The more I think about it, the more things I believe we need to know.
Thankfully, we can research them. It’s not even a particularly complicated project, relatively speaking. All of this research can be conducted online. In fact, based on our current experience at Willow, the stay-at-home orders across the country have made data collection easier than ever before. We could have it done in time to guide decisions for fall.
By identifying the barriers students are facing while trying to learn during the pandemic and then structuring our instruction at the institutional, department and class level around those needs, we can deliver on the promise of higher education being more than a commodifiable credential.
The alternative is to watch our institutions wither.[4]
Why do I suddenly have the voiceover from the intro to The Six-Million Dollar Man playing in my head: "We can rebuild [them]. We have the technology. We have the capability …"
The research could be done for individual institutions, or to my mind, even better, a consortium of institutions sharing the cost. Ideally the findings (or some portion of them) could be shared publicly for all institutions to benefit, and without resulting in duplicative efforts at the individual institutional level.

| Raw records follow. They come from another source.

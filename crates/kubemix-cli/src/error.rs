//! CLI error types with exit code handling
//!
//! Every command returns a [`CliError`]; `main` renders it with miette and
//! exits with [`CliError::exit_code`].

use kubemix_core::CoreError;
use kubemix_engine::EngineError;
use miette::Diagnostic;
use thiserror::Error;

use crate::exit_codes;

/// CLI-specific error type that includes exit code information
#[derive(Error, Debug, Diagnostic)]
pub enum CliError {
    /// The plan (or an input file) could not be understood
    #[error("Plan error: {message}")]
    #[diagnostic(code(kubemix::cli::plan))]
    Plan {
        message: String,
        #[help]
        help: Option<String>,
    },

    /// A helper rejected the resource it was given
    #[error(transparent)]
    #[diagnostic(transparent)]
    Assembly(#[from] EngineError),

    /// IO error (file not found, permissions, etc.)
    #[error("IO error: {message}")]
    #[diagnostic(code(kubemix::cli::io))]
    Io { message: String },
}

impl CliError {
    /// Get the exit code for this error
    pub fn exit_code(&self) -> i32 {
        match self {
            CliError::Plan { .. } => exit_codes::PLAN_ERROR,
            CliError::Assembly(_) => exit_codes::ASSEMBLY_ERROR,
            CliError::Io { .. } => exit_codes::IO_ERROR,
        }
    }

    /// Create a plan error
    pub fn plan(message: impl Into<String>) -> Self {
        Self::Plan {
            message: message.into(),
            help: None,
        }
    }

    /// Create a plan error with help text
    pub fn plan_with_help(message: impl Into<String>, help: impl Into<String>) -> Self {
        Self::Plan {
            message: message.into(),
            help: Some(help.into()),
        }
    }

    /// Create an IO error naming the path involved
    pub fn io(path: &std::path::Path, err: std::io::Error) -> Self {
        Self::Io {
            message: format!("{}: {}", path.display(), err),
        }
    }
}

impl From<std::io::Error> for CliError {
    fn from(err: std::io::Error) -> Self {
        CliError::Io {
            message: err.to_string(),
        }
    }
}

impl From<CoreError> for CliError {
    fn from(err: CoreError) -> Self {
        match err {
            CoreError::Io(err) => err.into(),
            other => CliError::plan(other.to_string()),
        }
    }
}

impl From<serde_yaml::Error> for CliError {
    fn from(err: serde_yaml::Error) -> Self {
        CliError::plan(err.to_string())
    }
}

impl From<serde_json::Error> for CliError {
    fn from(err: serde_json::Error) -> Self {
        CliError::plan(err.to_string())
    }
}

/// Result type for CLI operations
pub type Result<T> = std::result::Result<T, CliError>;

Think of the marketing budget and how investing in becoming a pandemic-resilient institution makes for a great peg to hang one’s reputation on. Seems like it might be worth some investment from that pile. When you need to navigate a crisis, you want as much information as possible. This feels like a crisis.
So, let’s do this like our survival depends on it, because it does.
[1] There will be the Harvards of the world and the SNHUs, and those institutions already have a lock on their relative positions.
[2] Some of you are thinking that this sounds familiar and lots of individuals and businesses are experiencing something identical right now, which is evidence that we are looking at a broad systemic problem. We are. That systemic problem needs tackling, but we’re not going to get to it in the next four months.
[3] I’m working on a follow-up post about how I think research can aid in achieving this goal as well, but first things first.
[4] Or continue to wither, as regular readers know I’ve been cataloging for quite some time.